Research shows that Australians spend around a third of their weekly food budget on takeaway and delivery meals, which are high in energy (kilojoules), unwanted saturated fat and salt, and can contribute to a range of health issues including heart disease and diabetes.
However, if you aren’t keen on cooking and rely on convenience foods – takeaway, meal kits, and pre-prepared frozen meals – experts say it’s still possible to make healthier choices.
How the pandemic is affecting our food choices
When it comes to food, Australians are broadly responding to the pandemic in two different ways, said Amy Castelli, a dietitian at the Baker Heart and Diabetes Institute in Melbourne.
“I’m finding a lot of people are finding it a great time to reset some of their nutrition habits. And a lot of people are using it as an opportunity to get back into the kitchen,” Ms Castelli said.
“Then on the flip side, I’m finding that this is a time where a lot of people are relying really heavily on takeaway and delivery meals, meal kits and pre-prepared meals.”
While it’s possible to find healthy convenience food options, “more often than not takeaway and pre-prepared meals are really high in total energy (kilojoules), unwanted saturated fats and salts, and are really quite low in in healthy dietary fibre”, Ms Castelli said.
The trouble with takeaway
Even seemingly healthy takeaway meals can contain “hidden” fats, sugar, and large amounts of salt, Ms Castelli said.

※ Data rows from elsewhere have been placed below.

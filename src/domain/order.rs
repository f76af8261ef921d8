use chrono::{DateTime, Utc};
use rust_decimal::Decimal;
use serde::{Deserialize, Serialize};
use std::str::FromStr;
use uuid::Uuid;

use crate::error::WarMachineError;

/// Venue tag stamped on every simulated fill
pub const SIMULATED_VENUE: &str = "SIMULATED";

/// Order side (buy or sell)
#[derive(Debug, Clone, Copy, PartialEq, Eq, Hash, Serialize, Deserialize)]
#[serde(rename_all = "lowercase")]
pub enum OrderSide {
    Buy,
    Sell,
}

impl std::fmt::Display for OrderSide {
    fn fmt(&self, f: &mut std::fmt::Formatter<'_>) -> std::fmt::Result {
        match self {
            OrderSide::Buy => write!(f, "BUY"),
            OrderSide::Sell => write!(f, "SELL"),
        }
    }
}

impl FromStr for OrderSide {
    type Err = WarMachineError;

    fn from_str(raw: &str) -> std::result::Result<Self, Self::Err> {
        match raw.trim().to_ascii_lowercase().as_str() {
            "buy" | "b" => Ok(OrderSide::Buy),
            "sell" | "s" => Ok(OrderSide::Sell),
            other => Err(WarMachineError::Validation(format!(
                "invalid side '{other}'; expected buy|sell"
            ))),
        }
    }
}

/// Order type
#[derive(Debug, Clone, Copy, PartialEq, Eq, Hash, Serialize, Deserialize)]
#[serde(rename_all = "snake_case")]
pub enum OrderType {
    Market,
    Limit,
    Stop,
    StopLimit,
    TrailingStop,
}

impl OrderType {
    pub fn as_str(&self) -> &'static str {
        match self {
            OrderType::Market => "market",
            OrderType::Limit => "limit",
            OrderType::Stop => "stop",
            OrderType::StopLimit => "stop_limit",
            OrderType::TrailingStop => "trailing_stop",
        }
    }

    pub fn requires_limit_price(&self) -> bool {
        matches!(self, OrderType::Limit | OrderType::StopLimit)
    }

    pub fn requires_stop_price(&self) -> bool {
        matches!(
            self,
            OrderType::Stop | OrderType::StopLimit | OrderType::TrailingStop
        )
    }
}

impl std::fmt::Display for OrderType {
    fn fmt(&self, f: &mut std::fmt::Formatter<'_>) -> std::fmt::Result {
        write!(f, "{}", self.as_str())
    }
}

impl FromStr for OrderType {
    type Err = WarMachineError;

    fn from_str(raw: &str) -> std::result::Result<Self, Self::Err> {
        match raw.trim().to_ascii_lowercase().replace('-', "_").as_str() {
            "market" => Ok(OrderType::Market),
            "limit" => Ok(OrderType::Limit),
            "stop" => Ok(OrderType::Stop),
            "stop_limit" => Ok(OrderType::StopLimit),
            "trailing_stop" => Ok(OrderType::TrailingStop),
            other => Err(WarMachineError::Validation(format!(
                "invalid order type '{other}'; expected market|limit|stop|stop_limit|trailing_stop"
            ))),
        }
    }
}

/// Time in force
#[derive(Debug, Clone, Copy, PartialEq, Eq, Default, Serialize, Deserialize)]
#[serde(rename_all = "UPPERCASE")]
pub enum TimeInForce {
    /// Valid for the trading day
    #[default]
    Day,
    /// Good Till Cancelled
    GTC,
    /// Immediate Or Cancel
    IOC,
    /// Fill Or Kill
    FOK,
}

impl FromStr for TimeInForce {
    type Err = WarMachineError;

    fn from_str(raw: &str) -> std::result::Result<Self, Self::Err> {
        match raw.trim().to_ascii_uppercase().as_str() {
            "DAY" => Ok(TimeInForce::Day),
            "GTC" => Ok(TimeInForce::GTC),
            "IOC" => Ok(TimeInForce::IOC),
            "FOK" => Ok(TimeInForce::FOK),
            other => Err(WarMachineError::Validation(format!(
                "invalid time in force '{other}'; expected day|gtc|ioc|fok"
            ))),
        }
    }
}

/// Execution algorithm used to work an order
#[derive(Debug, Clone, Copy, PartialEq, Eq, Hash, Default, Serialize, Deserialize)]
#[serde(rename_all = "lowercase")]
pub enum ExecutionStrategy {
    /// Fill the whole quantity at once
    #[default]
    Immediate,
    /// Time weighted average price: equal slices
    Twap,
    /// Volume weighted average price: slices follow the volume curve
    Vwap,
    /// Show only a visible fraction at a time
    Iceberg,
    /// Track a share of market volume
    Participate,
}

impl ExecutionStrategy {
    pub const ALL: [ExecutionStrategy; 5] = [
        ExecutionStrategy::Immediate,
        ExecutionStrategy::Twap,
        ExecutionStrategy::Vwap,
        ExecutionStrategy::Iceberg,
        ExecutionStrategy::Participate,
    ];

    pub fn as_str(&self) -> &'static str {
        match self {
            ExecutionStrategy::Immediate => "immediate",
            ExecutionStrategy::Twap => "twap",
            ExecutionStrategy::Vwap => "vwap",
            ExecutionStrategy::Iceberg => "iceberg",
            ExecutionStrategy::Participate => "participate",
        }
    }
}

impl std::fmt::Display for ExecutionStrategy {
    fn fmt(&self, f: &mut std::fmt::Formatter<'_>) -> std::fmt::Result {
        write!(f, "{}", self.as_str())
    }
}

impl FromStr for ExecutionStrategy {
    type Err = WarMachineError;

    /// Unknown tags are an execution error: there is no algorithm to dispatch to.
    fn from_str(raw: &str) -> std::result::Result<Self, Self::Err> {
        let normalized = raw.trim().to_ascii_lowercase();
        Self::ALL
            .into_iter()
            .find(|strategy| strategy.as_str() == normalized)
            .ok_or_else(|| {
                WarMachineError::Execution(format!("unsupported execution strategy: {raw}"))
            })
    }
}

/// Order status
#[derive(Debug, Clone, Copy, PartialEq, Eq, Hash, Serialize, Deserialize)]
#[serde(rename_all = "UPPERCASE")]
pub enum OrderStatus {
    /// Created, waiting in the queue
    Pending,
    /// Passed risk, being worked by a strategy
    Submitted,
    /// Some but not all quantity filled
    Partial,
    /// Fully filled
    Filled,
    /// Cancelled by an external caller
    Cancelled,
    /// Rejected by risk, validation or execution failure
    Rejected,
    /// Lapsed before execution
    Expired,
}

impl OrderStatus {
    pub fn is_terminal(&self) -> bool {
        matches!(
            self,
            OrderStatus::Filled
                | OrderStatus::Cancelled
                | OrderStatus::Rejected
                | OrderStatus::Expired
        )
    }

    pub fn is_active(&self) -> bool {
        matches!(
            self,
            OrderStatus::Pending | OrderStatus::Submitted | OrderStatus::Partial
        )
    }

    /// Forward-only lifecycle.
    pub fn can_transition_to(&self, next: OrderStatus) -> bool {
        use OrderStatus::*;
        match (self, next) {
            (Pending, Submitted | Rejected | Cancelled | Expired) => true,
            (Submitted, Filled | Partial | Rejected | Cancelled | Expired) => true,
            (Partial, Filled | Cancelled | Expired) => true,
            _ => false,
        }
    }
}

impl std::fmt::Display for OrderStatus {
    fn fmt(&self, f: &mut std::fmt::Formatter<'_>) -> std::fmt::Result {
        let label = match self {
            OrderStatus::Pending => "PENDING",
            OrderStatus::Submitted => "SUBMITTED",
            OrderStatus::Partial => "PARTIAL",
            OrderStatus::Filled => "FILLED",
            OrderStatus::Cancelled => "CANCELLED",
            OrderStatus::Rejected => "REJECTED",
            OrderStatus::Expired => "EXPIRED",
        };
        write!(f, "{label}")
    }
}

/// Order request (what the caller wants to do)
#[derive(Debug, Clone, Serialize, Deserialize)]
pub struct OrderRequest {
    pub symbol: String,
    pub side: OrderSide,
    #[serde(default = "default_order_type")]
    pub order_type: OrderType,
    pub quantity: Decimal,
    /// Limit price
    #[serde(default)]
    pub price: Option<Decimal>,
    #[serde(default)]
    pub stop_price: Option<Decimal>,
    #[serde(default)]
    pub strategy: ExecutionStrategy,
    #[serde(default)]
    pub time_in_force: TimeInForce,
}

fn default_order_type() -> OrderType {
    OrderType::Market
}

impl OrderRequest {
    pub fn market(symbol: impl Into<String>, side: OrderSide, quantity: Decimal) -> Self {
        Self {
            symbol: symbol.into(),
            side,
            order_type: OrderType::Market,
            quantity,
            price: None,
            stop_price: None,
            strategy: ExecutionStrategy::Immediate,
            time_in_force: TimeInForce::Day,
        }
    }

    pub fn limit(
        symbol: impl Into<String>,
        side: OrderSide,
        quantity: Decimal,
        price: Decimal,
    ) -> Self {
        Self {
            order_type: OrderType::Limit,
            price: Some(price),
            ..Self::market(symbol, side, quantity)
        }
    }

    pub fn stop(
        symbol: impl Into<String>,
        side: OrderSide,
        quantity: Decimal,
        stop_price: Decimal,
    ) -> Self {
        Self {
            order_type: OrderType::Stop,
            stop_price: Some(stop_price),
            ..Self::market(symbol, side, quantity)
        }
    }

    pub fn with_strategy(mut self, strategy: ExecutionStrategy) -> Self {
        self.strategy = strategy;
        self
    }

    pub fn with_order_type(mut self, order_type: OrderType) -> Self {
        self.order_type = order_type;
        self
    }

    pub fn with_price(mut self, price: Decimal) -> Self {
        self.price = Some(price);
        self
    }

    pub fn with_stop_price(mut self, stop_price: Decimal) -> Self {
        self.stop_price = Some(stop_price);
        self
    }

    pub fn with_time_in_force(mut self, time_in_force: TimeInForce) -> Self {
        self.time_in_force = time_in_force;
        self
    }

    /// Reject malformed submissions before an order exists.
    pub fn validate(&self) -> Result<(), WarMachineError> {
        if self.symbol.trim().is_empty() {
            return Err(WarMachineError::Validation("symbol is empty".to_string()));
        }
        if self.quantity <= Decimal::ZERO {
            return Err(WarMachineError::Validation(format!(
                "quantity must be positive, got {}",
                self.quantity
            )));
        }
        match self.price {
            Some(price) if price <= Decimal::ZERO => {
                return Err(WarMachineError::Validation(format!(
                    "limit price must be positive, got {price}"
                )));
            }
            None if self.order_type.requires_limit_price() => {
                return Err(WarMachineError::Validation(format!(
                    "{} order requires a limit price",
                    self.order_type
                )));
            }
            _ => {}
        }
        match self.stop_price {
            Some(stop) if stop <= Decimal::ZERO => {
                return Err(WarMachineError::Validation(format!(
                    "stop price must be positive, got {stop}"
                )));
            }
            None if self.order_type.requires_stop_price() => {
                return Err(WarMachineError::Validation(format!(
                    "{} order requires a stop price",
                    self.order_type
                )));
            }
            _ => {}
        }
        Ok(())
    }
}

/// Order (tracked by the order manager)
#[derive(Debug, Clone, Serialize, Deserialize)]
pub struct Order {
    pub order_id: Uuid,
    pub symbol: String,
    pub side: OrderSide,
    pub order_type: OrderType,
    pub quantity: Decimal,
    pub price: Option<Decimal>,
    pub stop_price: Option<Decimal>,
    pub strategy: ExecutionStrategy,
    pub time_in_force: TimeInForce,
    pub status: OrderStatus,
    pub filled_quantity: Decimal,
    pub average_price: Option<Decimal>,
    pub commission: Decimal,
    /// Why the order was rejected or expired
    pub reason: Option<String>,
    /// Times the worker picked this order up
    pub attempts: u32,
    pub created_at: DateTime<Utc>,
    pub updated_at: DateTime<Utc>,
}

impl Order {
    pub fn from_request(request: &OrderRequest) -> Self {
        let now = Utc::now();
        Self {
            order_id: Uuid::new_v4(),
            symbol: request.symbol.trim().to_string(),
            side: request.side,
            order_type: request.order_type,
            quantity: request.quantity,
            price: request.price,
            stop_price: request.stop_price,
            strategy: request.strategy,
            time_in_force: request.time_in_force,
            status: OrderStatus::Pending,
            filled_quantity: Decimal::ZERO,
            average_price: None,
            commission: Decimal::ZERO,
            reason: None,
            attempts: 0,
            created_at: now,
            updated_at: now,
        }
    }

    pub fn remaining_quantity(&self) -> Decimal {
        (self.quantity - self.filled_quantity).max(Decimal::ZERO)
    }

    /// Price the caller committed to, if any (limit first, then stop).
    pub fn reference_price(&self) -> Option<Decimal> {
        self.price.or(self.stop_price)
    }

    pub fn is_fully_filled(&self) -> bool {
        self.filled_quantity >= self.quantity
    }

    /// Calculate fill percentage
    pub fn fill_pct(&self) -> Decimal {
        if self.quantity.is_zero() {
            return Decimal::ZERO;
        }
        self.filled_quantity / self.quantity * Decimal::from(100)
    }

    /// Fold a fill into the running volume-weighted average.
    pub(crate) fn record_fill(&mut self, quantity: Decimal, price: Decimal, commission: Decimal) {
        let prior_value = self.average_price.unwrap_or(Decimal::ZERO) * self.filled_quantity;
        self.filled_quantity += quantity;
        if !self.filled_quantity.is_zero() {
            self.average_price = Some((prior_value + quantity * price) / self.filled_quantity);
        }
        self.commission += commission;
        self.updated_at = Utc::now();
    }
}

/// An atomic fill against an order
#[derive(Debug, Clone, Serialize, Deserialize)]
pub struct Trade {
    pub trade_id: Uuid,
    pub order_id: Uuid,
    pub symbol: String,
    pub side: OrderSide,
    pub quantity: Decimal,
    pub price: Decimal,
    pub commission: Decimal,
    /// Realised P&L booked by this fill (zero for position-increasing fills)
    #[serde(default)]
    pub realized_pnl: Decimal,
    pub timestamp: DateTime<Utc>,
    pub venue: String,
}

impl Trade {
    /// A simulated fill for `order`, with a fresh id and zero commission.
    pub fn simulated(order: &Order, quantity: Decimal, price: Decimal) -> Self {
        Self {
            trade_id: Uuid::new_v4(),
            order_id: order.order_id,
            symbol: order.symbol.clone(),
            side: order.side,
            quantity,
            price,
            commission: Decimal::ZERO,
            realized_pnl: Decimal::ZERO,
            timestamp: Utc::now(),
            venue: SIMULATED_VENUE.to_string(),
        }
    }

    pub fn notional(&self) -> Decimal {
        self.quantity * self.price
    }
}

“There’s times where I have clients that think they’re making a healthy choice, but they notice that they’re not able to lose weight or that
they’re having a negative impact on controlling or managing their
blood glucose levels,” she said.
“It’s the hidden fats, and sugar that can come in sauces. It’s also the cooking method.
“But I think we’ve got to remember that for restaurants and cafes, the No.1 priority is serving a delicious meal.”
However, while cooking healthy meals at home may be preferable, not everyone enjoys or is able to do so.
“If this is a stressful time for you and not the right time for you to get into the kitchen, and you want to continue having takeaway and delivery meals, I really encourage you to firstly look at the menu of different restaurants and really study the menus and try to go through options that are vegetable- and protein-based,” Ms Castelli said.
Try to avoid the heavy carbohydrate-based meals and try to choose colourful options where possible.’’
Healthy options include a vegetable-based stir fry with lean protein such as lamb, skinless chicken, tofu, eggs, or grilled fish with a side salad.
Try to base your meals around protein and put vegetables first, which is a really hard thing to do to with takeaway, but it is still possible,’’ Ms Castelli said.
“An option in terms of the cafe meal might be getting a sandwich made up and getting that on a multigrain bread with a nice protein inside.”
Meal kits: Why the way you cook your food matters
When it comes to meal kits, Ms Castelli pointed to a University of Sydney study that found that some contain four times the recommended amount of kilojoules.
What you need to think about is it’s often the sauces that might be contributing to those extra calories,’’ she explained.
“So what we recommend is that you can still get your meal kit delivered, but try to think about the way that you cook the food as well.”
Recommended cooking methods are: Steaming, oven baking, slow cooking, stir frying, grilling and barbecuing.
“These are nice healthy ways to cook,” Ms Castelli said.
Meal kit consumers can also try to stretch their kit out to “last three to four meals”, Ms Castelli said, by creating smaller portions and bulking them up with vegetables.
Meal kits are often “quite low” in vegetables, so adding vegetables (either fresh or frozen, both of which are equally nutritious) will help to increase your vegetable intake “and then spread your meal out over multiple meals”, Ms Castelli said.
Increasing your vegetable intake is an important part of achieving a healthy diet, with less than six per cent of Australians currently eating the recommended daily amount of vegetables.
“We want 50 per cent of your dinner and lunch plate to be colourful vegetables,” Ms Castelli said.